Work task — Repeat back the listing below, word for word and in full.

Data extract —
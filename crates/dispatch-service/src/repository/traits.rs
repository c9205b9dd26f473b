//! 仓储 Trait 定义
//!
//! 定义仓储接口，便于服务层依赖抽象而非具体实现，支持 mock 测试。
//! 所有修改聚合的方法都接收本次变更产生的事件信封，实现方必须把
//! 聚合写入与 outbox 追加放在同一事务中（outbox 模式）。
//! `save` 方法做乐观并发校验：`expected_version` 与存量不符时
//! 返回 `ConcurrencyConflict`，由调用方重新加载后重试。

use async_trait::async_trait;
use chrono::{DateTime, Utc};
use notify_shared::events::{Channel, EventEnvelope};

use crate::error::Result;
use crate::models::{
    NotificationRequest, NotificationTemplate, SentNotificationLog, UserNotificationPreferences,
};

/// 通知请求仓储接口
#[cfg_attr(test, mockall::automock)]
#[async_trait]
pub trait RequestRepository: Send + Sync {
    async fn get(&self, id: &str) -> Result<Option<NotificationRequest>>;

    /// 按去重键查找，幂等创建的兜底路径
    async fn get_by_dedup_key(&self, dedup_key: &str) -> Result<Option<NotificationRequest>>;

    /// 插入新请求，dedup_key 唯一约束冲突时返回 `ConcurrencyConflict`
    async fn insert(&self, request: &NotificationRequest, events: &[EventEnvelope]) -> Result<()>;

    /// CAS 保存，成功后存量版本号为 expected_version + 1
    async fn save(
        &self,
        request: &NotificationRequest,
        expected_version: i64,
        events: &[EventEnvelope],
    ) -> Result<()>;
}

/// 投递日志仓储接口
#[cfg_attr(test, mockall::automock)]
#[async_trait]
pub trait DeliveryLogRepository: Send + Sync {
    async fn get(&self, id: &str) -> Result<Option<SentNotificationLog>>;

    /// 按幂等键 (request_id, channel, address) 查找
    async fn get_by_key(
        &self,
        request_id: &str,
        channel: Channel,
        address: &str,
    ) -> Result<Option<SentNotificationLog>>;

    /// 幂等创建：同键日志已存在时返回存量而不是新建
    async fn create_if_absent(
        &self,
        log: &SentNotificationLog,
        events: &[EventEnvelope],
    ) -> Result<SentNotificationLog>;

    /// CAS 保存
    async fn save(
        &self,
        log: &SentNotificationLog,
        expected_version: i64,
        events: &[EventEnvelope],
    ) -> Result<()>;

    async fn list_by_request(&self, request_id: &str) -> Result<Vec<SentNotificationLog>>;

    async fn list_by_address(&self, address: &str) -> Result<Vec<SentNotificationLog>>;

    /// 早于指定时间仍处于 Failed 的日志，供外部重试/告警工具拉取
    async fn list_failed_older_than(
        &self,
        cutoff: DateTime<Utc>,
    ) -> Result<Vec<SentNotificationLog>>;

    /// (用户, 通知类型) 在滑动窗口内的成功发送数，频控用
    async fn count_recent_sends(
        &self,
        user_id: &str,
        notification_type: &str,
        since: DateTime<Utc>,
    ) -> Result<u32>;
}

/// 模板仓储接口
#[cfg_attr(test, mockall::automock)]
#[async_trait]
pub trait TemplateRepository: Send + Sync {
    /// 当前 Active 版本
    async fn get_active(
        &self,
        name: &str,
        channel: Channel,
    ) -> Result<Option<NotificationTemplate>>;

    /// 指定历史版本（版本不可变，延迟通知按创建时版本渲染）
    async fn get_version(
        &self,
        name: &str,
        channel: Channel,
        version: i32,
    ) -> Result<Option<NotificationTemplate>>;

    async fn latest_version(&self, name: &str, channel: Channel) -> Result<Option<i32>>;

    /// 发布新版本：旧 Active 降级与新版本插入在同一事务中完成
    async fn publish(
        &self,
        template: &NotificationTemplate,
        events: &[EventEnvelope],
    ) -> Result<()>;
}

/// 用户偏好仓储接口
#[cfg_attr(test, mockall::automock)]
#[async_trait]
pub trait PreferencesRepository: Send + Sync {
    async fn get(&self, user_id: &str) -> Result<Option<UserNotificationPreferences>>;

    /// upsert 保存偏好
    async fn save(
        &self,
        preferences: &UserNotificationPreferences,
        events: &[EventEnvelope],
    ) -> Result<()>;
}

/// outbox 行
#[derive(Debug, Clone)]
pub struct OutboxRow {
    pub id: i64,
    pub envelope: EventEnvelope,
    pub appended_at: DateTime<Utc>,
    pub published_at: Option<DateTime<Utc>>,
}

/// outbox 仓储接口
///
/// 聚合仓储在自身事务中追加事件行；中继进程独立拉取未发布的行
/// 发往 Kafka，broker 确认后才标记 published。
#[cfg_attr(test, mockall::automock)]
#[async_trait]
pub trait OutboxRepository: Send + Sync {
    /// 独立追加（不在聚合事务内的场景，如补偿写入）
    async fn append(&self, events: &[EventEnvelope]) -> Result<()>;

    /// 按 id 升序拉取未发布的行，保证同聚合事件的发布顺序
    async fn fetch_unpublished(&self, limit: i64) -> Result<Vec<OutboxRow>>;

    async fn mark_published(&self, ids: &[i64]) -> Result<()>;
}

Solution —
filename crates/dispatch-service/src/repository/traits.rs
repository c9205b9dd26f473b
//! 仓储 Trait 定义
//!
//! 定义仓储接口，便于服务层依赖抽象而非具体实现，支持 mock 测试。
//! 所有修改聚合的方法都接收本次变更产生的事件信封，实现方必须把
//! 聚合写入与 outbox 追加放在同一事务中（outbox 模式）。
//! `save` 方法做乐观并发校验：`expected_version` 与存量不符时
//! 返回 `ConcurrencyConflict`，由调用方重新加载后重试。

use async_trait::async_trait;
use chrono::{DateTime, Utc};
use notify_shared::events::{Channel, EventEnvelope};

use crate::error::Result;
use crate::models::{
    NotificationRequest, NotificationTemplate, SentNotificationLog, UserNotificationPreferences,
};

/// 通知请求仓储接口
#[cfg_attr(test, mockall::automock)]
#[async_trait]
pub trait RequestRepository: Send + Sync {
    async fn get(&self, id: &str) -> Result<Option<NotificationRequest>>;

    /// 按去重键查找，幂等创建的兜底路径
    async fn get_by_dedup_key(&self, dedup_key: &str) -> Result<Option<NotificationRequest>>;

    /// 插入新请求，dedup_key 唯一约束冲突时返回 `ConcurrencyConflict`
    async fn insert(&self, request: &NotificationRequest, events: &[EventEnvelope]) -> Result<()>;

    /// CAS 保存，成功后存量版本号为 expected_version + 1
    async fn save(
        &self,
        request: &NotificationRequest,
        expected_version: i64,
        events: &[EventEnvelope],
    ) -> Result<()>;
}

/// 投递日志仓储接口
#[cfg_attr(test, mockall::automock)]
#[async_trait]
pub trait DeliveryLogRepository: Send + Sync {
    async fn get(&self, id: &str) -> Result<Option<SentNotificationLog>>;

    /// 按幂等键 (request_id, channel, address) 查找
    async fn get_by_key(
        &self,
        request_id: &str,
        channel: Channel,
        address: &str,
    ) -> Result<Option<SentNotificationLog>>;

    /// 幂等创建：同键日志已存在时返回存量而不是新建
    async fn create_if_absent(
        &self,
        log: &SentNotificationLog,
        events: &[EventEnvelope],
    ) -> Result<SentNotificationLog>;

    /// CAS 保存
    async fn save(
        &self,
        log: &SentNotificationLog,
        expected_version: i64,
        events: &[EventEnvelope],
    ) -> Result<()>;

    async fn list_by_request(&self, request_id: &str) -> Result<Vec<SentNotificationLog>>;

    async fn list_by_address(&self, address: &str) -> Result<Vec<SentNotificationLog>>;

    /// 早于指定时间仍处于 Failed 的日志，供外部重试/告警工具拉取
    async fn list_failed_older_than(
        &self,
        cutoff: DateTime<Utc>,
    ) -> Result<Vec<SentNotificationLog>>;

    /// (用户, 通知类型) 在滑动窗口内的成功发送数，频控用
    async fn count_recent_sends(
        &self,
        user_id: &str,
        notification_type: &str,
        since: DateTime<Utc>,
    ) -> Result<u32>;
}

/// 模板仓储接口
#[cfg_attr(test, mockall::automock)]
#[async_trait]
pub trait TemplateRepository: Send + Sync {
    /// 当前 Active 版本
    async fn get_active(
        &self,
        name: &str,
        channel: Channel,
    ) -> Result<Option<NotificationTemplate>>;

    /// 指定历史版本（版本不可变，延迟通知按创建时版本渲染）
    async fn get_version(
        &self,
        name: &str,
        channel: Channel,
        version: i32,
    ) -> Result<Option<NotificationTemplate>>;

    async fn latest_version(&self, name: &str, channel: Channel) -> Result<Option<i32>>;

    /// 发布新版本：旧 Active 降级与新版本插入在同一事务中完成
    async fn publish(
        &self,
        template: &NotificationTemplate,
        events: &[EventEnvelope],
    ) -> Result<()>;
}

/// 用户偏好仓储接口
#[cfg_attr(test, mockall::automock)]
#[async_trait]
pub trait PreferencesRepository: Send + Sync {
    async fn get(&self, user_id: &str) -> Result<Option<UserNotificationPreferences>>;

    /// upsert 保存偏好
    async fn save(
        &self,
        preferences: &UserNotificationPreferences,
        events: &[EventEnvelope],
    ) -> Result<()>;
}

/// outbox 行
#[derive(Debug, Clone)]
pub struct OutboxRow {
    pub id: i64,
    pub envelope: EventEnvelope,
    pub appended_at: DateTime<Utc>,
    pub published_at: Option<DateTime<Utc>>,
}

/// outbox 仓储接口
///
/// 聚合仓储在自身事务中追加事件行；中继进程独立拉取未发布的行
/// 发往 Kafka，broker 确认后才标记 published。
#[cfg_attr(test, mockall::automock)]
#[async_trait]
pub trait OutboxRepository: Send + Sync {
    /// 独立追加（不在聚合事务内的场景，如补偿写入）
    async fn append(&self, events: &[EventEnvelope]) -> Result<()>;

    /// 按 id 升序拉取未发布的行，保证同聚合事件的发布顺序
    async fn fetch_unpublished(&self, limit: i64) -> Result<Vec<OutboxRow>>;

    async fn mark_published(&self, ids: &[i64]) -> Result<()>;
}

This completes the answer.